10 things you never get told as a first time buyer

10 things you never get told as a first time buyer

 

Getting on the property ladder as a first time buyer is hard. Once you’re there it’s all peachy but getting there is another matter entirely.

Me and Andy are currently in the process of buying a house. I thought I knew the majority of things but, boy, was I wrong.

Hopefully this will provide some insight to those who are trying to get on the property ladder. Maybe I’m just slower than most and didn’t get this information, but if you’re like me and didn’t really have a clue then this is the blog post for you.

Here’s 10 things you may not have known.

1. It doesn’t stop at the deposit. So you’ve saved and saved for months or years. Putting something by and trying your best to get some sort of deposit (we were incredibly lucky to have some inheritance and help from family) and when you get to a reasonable amount you think “this is it, we’ve finally done it!” Uh uh. Wrong. Unless you’ve over budgeted and accounted for all the fees that go into buying a house you can say goodbye to some of that deposit you’ve made. Solicitors fees, mortgage handling fees, surveying fees. The list goes on! I would recommend putting a few grand by just to cover some of the fees.

 

2. Gazumping is an actual word and it can happen right up until the point of you exchanging contracts. Gazumping is basically where someone ‘steals’ the house off of you. I always thought once a property was Sold Subject To Contract (SSTC) that was it, it was yours. However that’s actually not the case. Someone can offer higher and if the seller wants to take it then you’ve lost out! It’s only officially yours when you’ve signed on the dotted line so try not to get your hopes up too high until you have!

 

3. Even if there’s no chain, it doesn’t happen overnight. It takes at least 3-6 months if not 8-10 or longer to go from putting an offer in to exchanging and then getting the keys.
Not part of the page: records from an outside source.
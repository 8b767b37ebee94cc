use clap::Parser;

use location_timezone::cli::{Cli, Commands};
use location_timezone::config::init_config;
use location_timezone::runtime::modes::{cli, run_server};
use location_timezone::system::init_logging;

#[actix_web::main]
async fn main() -> anyhow::Result<()> {
    dotenvy::dotenv().ok();

    let args = Cli::parse();

    let config = match init_config(args.config.as_deref()) {
        Ok(config) => config,
        Err(e) => {
            eprintln!("{}", e.format_colored());
            std::process::exit(1);
        }
    };

    match args.command.unwrap_or(Commands::Serve) {
        Commands::Serve => {
            let _guard = init_logging(&config.logging)?;
            run_server(config).await
        }
        Commands::Lookup { ip } => match cli::lookup(&config.geoip, &ip) {
            Ok(json) => {
                println!("{}", json);
                Ok(())
            }
            Err(e) => {
                eprintln!("{}", e.format_colored());
                std::process::exit(1);
            }
        },
        Commands::GenerateConfig { output } => {
            if let Some(rendered) = cli::generate_config(output.as_deref())? {
                println!("{}", rendered);
            }
            Ok(())
        }
    }
}
//! MaxMind GeoLite2 数据库实现
//!
//! 使用本地 MaxMind GeoLite2-City.mmdb 文件进行 IP 地理位置查询

use std::net::IpAddr;
use std::sync::Arc;

use maxminddb::{MaxMindDbError, Reader, geoip2};
use tracing::trace;

use super::provider::{Coordinates, GeoDatabase, GeoIpError, GeoRecord};

/// MaxMind GeoIP database
pub struct MaxMindDatabase {
    reader: Arc<Reader<Vec<u8>>>,
}

impl MaxMindDatabase {
    /// 从文件路径加载数据库
    pub fn open(path: &str) -> Result<Self, MaxMindDbError> {
        let reader = Reader::open_readfile(path)?;
        Ok(Self {
            reader: Arc::new(reader),
        })
    }
}

impl From<MaxMindDbError> for GeoIpError {
    fn from(err: MaxMindDbError) -> Self {
        match err {
            // 数据库文件损坏或读取失败，后续查询同样会失败
            MaxMindDbError::InvalidDatabase { .. } | MaxMindDbError::Io { .. } => {
                GeoIpError::Unavailable(err.to_string())
            }
            MaxMindDbError::InvalidNetwork { .. } => GeoIpError::InvalidAddress(err.to_string()),
            _ => GeoIpError::Lookup(err.to_string()),
        }
    }
}

impl GeoDatabase for MaxMindDatabase {
    fn lookup(&self, ip: IpAddr) -> Result<Option<GeoRecord>, GeoIpError> {
        let result = self.reader.lookup(ip)?;
        let Some(city) = result.decode::<geoip2::City>()? else {
            trace!("MaxMind lookup for {}: no record", ip);
            return Ok(None);
        };

        let coordinates = match (city.location.latitude, city.location.longitude) {
            (Some(lat), Some(lon)) => Coordinates::new(lat, lon),
            _ => None,
        };

        let record = GeoRecord {
            country: city.country.iso_code.unwrap_or_default().to_string(),
            city: city.city.names.english.unwrap_or_default().to_string(),
            coordinates,
            eu_member: city.country.is_in_european_union.unwrap_or(false),
            region: city
                .subdivisions
                .first()
                .and_then(|s| s.iso_code)
                .unwrap_or_default()
                .to_string(),
            timezone: city.location.time_zone.unwrap_or_default().to_string(),
        };

        trace!(
            "MaxMind lookup for {}: country={}, city={}",
            ip, record.country, record.city
        );

        Ok(Some(record))
    }

    fn name(&self) -> &'static str {
        "MaxMind"
    }
}
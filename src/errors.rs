use std::fmt;

#[derive(Debug, Clone)]
pub enum LocatorError {
    Config(String),
    DatabaseLoad(String),
    Lookup(String),
    FileOperation(String),
    Serialization(String),
    Validation(String),
}

impl LocatorError {
    /// 获取错误代码
    pub fn code(&self) -> &'static str {
        match self {
            LocatorError::Config(_) => "E001",
            LocatorError::DatabaseLoad(_) => "E002",
            LocatorError::Lookup(_) => "E003",
            LocatorError::FileOperation(_) => "E004",
            LocatorError::Serialization(_) => "E005",
            LocatorError::Validation(_) => "E006",
        }
    }

    /// 获取错误类型名称
    pub fn error_type(&self) -> &'static str {
        match self {
            LocatorError::Config(_) => "Configuration Error",
            LocatorError::DatabaseLoad(_) => "GeoIP Database Load Error",
            LocatorError::Lookup(_) => "GeoIP Lookup Error",
            LocatorError::FileOperation(_) => "File Operation Error",
            LocatorError::Serialization(_) => "Serialization Error",
            LocatorError::Validation(_) => "Validation Error",
        }
    }

    /// 获取错误详情
    pub fn message(&self) -> &str {
        match self {
            LocatorError::Config(msg) => msg,
            LocatorError::DatabaseLoad(msg) => msg,
            LocatorError::Lookup(msg) => msg,
            LocatorError::FileOperation(msg) => msg,
            LocatorError::Serialization(msg) => msg,
            LocatorError::Validation(msg) => msg,
        }
    }

    /// 格式化为彩色输出（用于终端）
    pub fn format_colored(&self) -> String {
        use colored::Colorize;
        format!(
            "{} {} {}\n  {}",
            "[ERROR]".red().bold(),
            self.code().yellow(),
            self.error_type().red(),
            self.message().white()
        )
    }

    /// 格式化为简洁输出
    pub fn format_simple(&self) -> String {
        format!("{}: {}", self.error_type(), self.message())
    }
}

impl fmt::Display for LocatorError {
    fn fmt(&self, f: &mut fmt::Formatter<'_>) -> fmt::Result {
        write!(f, "{}", self.format_simple())
    }
}

impl std::error::Error for LocatorError {}

// 便捷的构造函数
impl LocatorError {
    pub fn config<T: Into<String>>(msg: T) -> Self {
        LocatorError::Config(msg.into())
    }

    pub fn database_load<T: Into<String>>(msg: T) -> Self {
        LocatorError::DatabaseLoad(msg.into())
    }

    pub fn lookup<T: Into<String>>(msg: T) -> Self {
        LocatorError::Lookup(msg.into())
    }

    pub fn file_operation<T: Into<String>>(msg: T) -> Self {
        LocatorError::FileOperation(msg.into())
    }

    pub fn serialization<T: Into<String>>(msg: T) -> Self {
        LocatorError::Serialization(msg.into())
    }

    pub fn validation<T: Into<String>>(msg: T) -> Self {
        LocatorError::Validation(msg.into())
    }
}

impl From<std::io::Error> for LocatorError {
    fn from(err: std::io::Error) -> Self {
        LocatorError::FileOperation(err.to_string())
    }
}

impl From<serde_json::Error> for LocatorError {
    fn from(err: serde_json::Error) -> Self {
        LocatorError::Serialization(err.to_string())
    }
}

impl From<toml::ser::Error> for LocatorError {
    fn from(err: toml::ser::Error) -> Self {
        LocatorError::Serialization(err.to_string())
    }
}

impl From<config::ConfigError> for LocatorError {
    fn from(err: config::ConfigError) -> Self {
        LocatorError::Config(err.to_string())
    }
}

impl From<crate::services::GeoIpError> for LocatorError {
    fn from(err: crate::services::GeoIpError) -> Self {
        LocatorError::lookup(err.to_string())
    }
}

pub type Result<T> = std::result::Result<T, LocatorError>;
Most days are spent chasing solicitors and asking if anything is wrong!

 

4. If your offer is accepted by the seller, the property doesn’t get taken off the market. Until you have a mortgage in principle and enough proof that you can afford the property – that sucker will be sat on the market ready for anyone else to come take a look at. I had never even heard of a mortgage in principle before starting this journey and getting one sorted definitely aged me a few years.

 

5. Mortgage companies will scrutinise every bit of money you’ve ever spent. Why did you spend £3.45 on a cappuccino? Was it needed? Will that carry on every month when you have the mortgage? I see you went 12p into your overdraft 2 years ago, do you struggle with debt? Is that likely to happen again? It’s enough to make you never want to spend money ever again!

 

6. You have to look out for so many things in a prospective house – all of which the majority of the time you will forget to look at when you view. How many radiators? How many plug sockets? How old is the boiler? Is the double glazing breaking down? Does the front door have a 5 point lock? So many questions and only 20 minutes to answer them all!

 

7. To visit the neighbourhood of the house several times without looking at the property. Yes you most definitely look like a stalker driving around the estate several times and sitting in your car for an hour. This is the best way to see your prospective neighbourhood. Go at different times of day, how many children are there – does that bother you? How is rush hour? How are people interacting with each other? It gives you a good indication of how the street behaves and whether or not you feel like you’d fit in!

 

8. Help to buy schemes can really sting you if you’re not careful. Yeah, sure, an equity loan sounds great. But when do you need to pay it back? After 5 years the loan is at an interest rate at 1.75% and then goes up by about 1% every year afterwards ON TOP of your mortgage repayment. Ouch!

 

9. There’s so many different types of ownership on a property and it gets very confusing on which one is best. Freehold is your only guarantee of owning a property (once you’ve paid your mortgage!) but there’s also shared ownership, lease hold etc. So many to choose from and it’s such a minefield! The worst part is – you won’t know if it suits you until you’ve got it.

 

10. There are LOTS of different mortgages. Fixed rate, variable, tracker. There’s so many pros and cons to each and everyone will tell you different. We went for a 5 year fixed rate just for the comfort in knowing that we know exactly how much is coming out each month. If you’re feeling like living on the wild side go for a tracker – it may work in your favour (or not!)

 

Those are my 10 things I wish I knew before starting this crazy, stressful journey of being a first time buyer.

What advice would you give if you’ve been through it? Let me know in the comments!